Keeping myself honest about accuracy

The platform locks each prediction before tipoff and never edits it afterward, which is the only way an accuracy tracker means anything. Games where the model is under 55 percent confident are labeled tossups and excluded from the accuracy numbers, so a coin flip that happens to land does not get counted as a correct call.

The narrative hook of the whole project is a bug I am glad I found. For a while, the sophisticated ensemble was not actually being used. The table that was supposed to hold the trained model's artifacts was empty, so every live prediction silently fell through to a simpler Elo-based fallback. Everything looked fine; the numbers were just quietly worse than they should have been. Fixing it meant building the missing pipeline end to end: export the trained artifacts, upload them, load and cache them at serving time, and verify the live path was using them. It is a good reminder that "the code runs and returns plausible output" is not the same as "the system is doing what you think it is."

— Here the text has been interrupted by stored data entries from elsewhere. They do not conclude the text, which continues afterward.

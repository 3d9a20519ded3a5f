//! Parsed forms of data paths and `eval:` function expressions.

use crate::resolver::PathError;
use once_cell::sync::Lazy;
use regex::Regex;
use std::fmt;
use tracing::warn;

pub const EVAL_PREFIX: &str = "eval:";

static FUNCTION_CALL: Lazy<Regex> = Lazy::new(|| {
    Regex::new(r"^\s*([A-Za-z_][A-Za-z0-9_]*)\(([^()]*)\)(?:\.(.+))?$")
        .expect("function call pattern is valid")
});

static INDEXED_SEGMENT: Lazy<Regex> =
    Lazy::new(|| Regex::new(r"^([^\[\]]+)\[([^\[\]]*)\]$").expect("segment pattern is valid"));

/// One `/`-separated step of a data path
#[derive(Debug, Clone, PartialEq, Eq)]
pub enum Segment {
    Key(String),
    /// `name[i]`: element `i` of the array under `name`
    Index { key: String, index: usize },
}

impl Segment {
    pub fn parse(raw: &str) -> Result<Self, PathError> {
        if !raw.contains(|c: char| c == '[' || c == ']') {
            return Ok(Self::Key(raw.to_string()));
        }

        let captures = INDEXED_SEGMENT
            .captures(raw)
            .ok_or_else(|| PathError::MalformedSegment {
                segment: raw.to_string(),
            })?;
        let index = captures[2]
            .trim()
            .parse::<usize>()
            .map_err(|_| PathError::BadIndex {
                segment: raw.to_string(),
            })?;

        Ok(Self::Index {
            key: captures[1].to_string(),
            index,
        })
    }

    pub fn key(&self) -> &str {
        match self {
            Self::Key(key) | Self::Index { key, .. } => key,
        }
    }
}

impl fmt::Display for Segment {
    fn fmt(&self, f: &mut fmt::Formatter<'_>) -> fmt::Result {
        match self {
            Self::Key(key) => f.write_str(key),
            Self::Index { key, index } => write!(f, "{key}[{index}]"),
        }
    }
}

/// A plain lookup path such as `crowbar/network/admin[0]`
#[derive(Debug, Clone, PartialEq, Eq)]
pub struct DataPath {
    segments: Vec<Segment>,
}

impl DataPath {
    pub fn parse(raw: &str) -> Result<Self, PathError> {
        if raw.is_empty() {
            return Err(PathError::Empty);
        }

        let segments = raw
            .split('/')
            .map(|segment| {
                if segment.is_empty() {
                    Err(PathError::EmptySegment {
                        path: raw.to_string(),
                    })
                } else {
                    Segment::parse(segment)
                }
            })
            .collect::<Result<Vec<_>, _>>()?;

        Ok(Self { segments })
    }

    pub fn segments(&self) -> &[Segment] {
        &self.segments
    }
}

impl fmt::Display for DataPath {
    fn fmt(&self, f: &mut fmt::Formatter<'_>) -> fmt::Result {
        for (i, segment) in self.segments.iter().enumerate() {
            if i > 0 {
                f.write_str("/")?;
            }
            write!(f, "{segment}")?;
        }
        Ok(())
    }
}

/// `name(arg, ...).subcommand`
///
/// For `ipaddress` the subcommand is an accessor (`cidr`, `address`,
/// `ifname`); for the peer functions it is a further expression applied to
/// each peer.
#[derive(Debug, Clone, PartialEq, Eq)]
pub struct FunctionCall {
    pub name: String,
    pub args: Vec<String>,
    pub subcommand: Option<String>,
}

impl FunctionCall {
    pub fn parse(raw: &str) -> Result<Self, PathError> {
        let captures = FUNCTION_CALL
            .captures(raw)
            .ok_or_else(|| PathError::MalformedCall {
                expr: raw.to_string(),
            })?;

        let args = match captures[2].trim() {
            "" => Vec::new(),
            list => list.split(',').map(|arg| arg.trim().to_string()).collect(),
        };

        Ok(Self {
            name: captures[1].to_string(),
            args,
            subcommand: captures.get(3).map(|m| m.as_str().trim().to_string()),
        })
    }

    pub fn arg(&self, index: usize) -> Option<&str> {
        self.args.get(index).map(String::as_str)
    }

    pub fn looks_like_call(raw: &str) -> bool {
        FUNCTION_CALL.is_match(raw)
    }
}

impl fmt::Display for FunctionCall {
    fn fmt(&self, f: &mut fmt::Formatter<'_>) -> fmt::Result {
        write!(f, "{}({})", self.name, self.args.join(","))?;
        if let Some(subcommand) = &self.subcommand {
            write!(f, ".{subcommand}")?;
        }
        Ok(())
    }
}

/// A resolvable expression, parsed once from its string form
#[derive(Debug, Clone, PartialEq, Eq)]
pub enum PathExpr {
    Data(DataPath),
    Custom(FunctionCall),
    /// Kept so that evaluation can report it and resolve to nothing
    Invalid { raw: String, error: PathError },
}

impl PathExpr {
    /// Parse a path or `eval:` expression. Malformed input becomes
    /// [`PathExpr::Invalid`].
    pub fn parse(raw: &str) -> Self {
        Self::try_parse(raw).unwrap_or_else(|error| {
            warn!("Unusable path expression '{}': {}", raw, error);
            Self::Invalid {
                raw: raw.to_string(),
                error,
            }
        })
    }

    pub fn try_parse(raw: &str) -> Result<Self, PathError> {
        match raw.strip_prefix(EVAL_PREFIX) {
            Some(call) => FunctionCall::parse(call).map(Self::Custom),
            None => DataPath::parse(raw).map(Self::Data),
        }
    }

    /// Peer-function subcommands may name a function without `eval:`.
    pub fn parse_subcommand(raw: &str) -> Self {
        if !raw.starts_with(EVAL_PREFIX) && FunctionCall::looks_like_call(raw) {
            return match FunctionCall::parse(raw) {
                Ok(call) => Self::Custom(call),
                Err(error) => Self::Invalid {
                    raw: raw.to_string(),
                    error,
                },
            };
        }
        Self::parse(raw)
    }

    pub fn is_custom(&self) -> bool {
        matches!(self, Self::Custom(_))
    }
}

impl fmt::Display for PathExpr {
    fn fmt(&self, f: &mut fmt::Formatter<'_>) -> fmt::Result {
        match self {
            Self::Data(path) => write!(f, "{path}"),
            Self::Custom(call) => write!(f, "{EVAL_PREFIX}{call}"),
            Self::Invalid { raw, .. } => f.write_str(raw),
        }
    }
}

What I would do differently

The hyperparameter tuning was ad hoc; the current model's settings are hardcoded from earlier experiments rather than produced by a tracked search, and I would set up a reproducible study so the choices are auditable. I would also add an automated regression on live accuracy, so a future change that quietly degrades calibration shows up as a failing check rather than a worse season. The model is in good shape. The scaffolding around proving it stays in good shape is the next pass.